アメット

「何年?」

「五年」

「それくらいなら、買い替えか」

「ちょっと速度が遅い」

「仕事上では、不便だね」

「安いのを買う」

「安くていいのか?」

「本当は高いのを買いたいけど……か、金が……こればかりは仕方ない。他の職業に比べれば、いいけど」

 互いに金欠の部分を理解し合えるので、同時に溜息を付く。

 確かに給料がいい方とはいえ、だからといって裕福なわけではない。

 二人より多くの給料を貰い、いい生活をしている者も多い。

 身近にいるのは二人の上司で、身に着けている品々が高級品というのが証拠だ。

 その時、間延びした音が響く。

 音の正体は腹が空腹を訴える音で、シオンとアイザックのどちらかではなく、タイミング良く二人同時に腹の音が鳴った。

 二人とも殆ど胃袋に何も入れていない状態で仕事をしていたので、とうとう限界に達してしまったのだろう、再び腹の音が鳴る。

「飯、食わないか?」

「そういえば、腹が減った」

「買い物の前に、食いに行くか」

「そうだね」

「何を食う?」

「腹に溜まるのがいい」

「米類?」

「それ、いいかもしれない」

 アイザックが上げた「米」という単語に、シオンはクローリアの好物を思い出す。

 そのことをアイザックに話すと「卵と米がマッチしている」と、オムライスについて語りだす。

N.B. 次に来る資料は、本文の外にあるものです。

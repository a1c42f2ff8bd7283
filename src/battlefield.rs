//! Capability contract of a player's board.
//!
//! A match only talks to battlefields through [`Battlefield`]; the grid
//! geometry behind it is up to the implementation (see
//! [`GridBattlefield`](crate::board::GridBattlefield)).

use std::sync::Arc;

use crate::common::{BattlefieldError, Coordinates, Orientation, Shot};
use crate::config::Level;
use crate::event::EventSource;
use crate::player::Player;
use crate::ship::{ShipClass, ShipStatus};

pub trait Battlefield: Send + Sync {
    /// Owner of the board, absent until assigned.
    fn owner(&self) -> Option<Player>;

    /// Assign the owner. Returns `false` if the board is already owned.
    fn set_owner(&self, owner: Player) -> bool;

    fn is_ready(&self) -> bool;

    /// Change the readiness flag. Returns `true` only if the flag changed, in
    /// which case the new value is published on [`Battlefield::readiness`].
    fn set_ready(&self, ready: bool) -> bool;

    /// Status of every deployed ship.
    fn ships(&self) -> Vec<ShipStatus>;

    /// Whether at least one deployed ship is still afloat.
    fn has_surviving_ships(&self) -> bool {
        self.ships().iter().any(|ship| !ship.destroyed)
    }

    /// Board side length in cells.
    fn size(&self) -> usize;

    fn can_place_ship(&self, class: ShipClass, origin: Coordinates, orientation: Orientation)
        -> bool;

    fn place_ship(
        &self,
        class: ShipClass,
        origin: Coordinates,
        orientation: Orientation,
    ) -> Result<(), BattlefieldError>;

    /// Whether a shot at `at` would be accepted.
    fn can_be_hit(&self, at: Coordinates) -> bool;

    /// Fire at `at`. Hits are published on [`Battlefield::hits`]; the stream
    /// completes right after the hit that destroys the last ship.
    fn hit(&self, at: Coordinates) -> Result<Shot, BattlefieldError>;

    fn hits(&self) -> &EventSource<Coordinates>;

    fn readiness(&self) -> &EventSource<bool>;
}

/// Builds fresh battlefields sized for a level.
pub trait BattlefieldFactory: Send + Sync {
    fn create(&self, level: &Level) -> Arc<dyn Battlefield>;
}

 彼もオムライスのことを美味しいと思っているのだろう、それについてシオンも同意していた。

「オムライスにするか?」

「いいね」

「それに、値段も手頃だ」

 今、二人にとって大事なのは、値段の割には腹がいっぱいになる食べ物。

 それにお互い美味しいと思っているので、特に異論が上がることはない。

 駅に到着すると同時に急いで降りると、オムレツを提供する店へ急ぐ。

 腹が減っていることが影響しているのか、二人の歩く速度は早かった。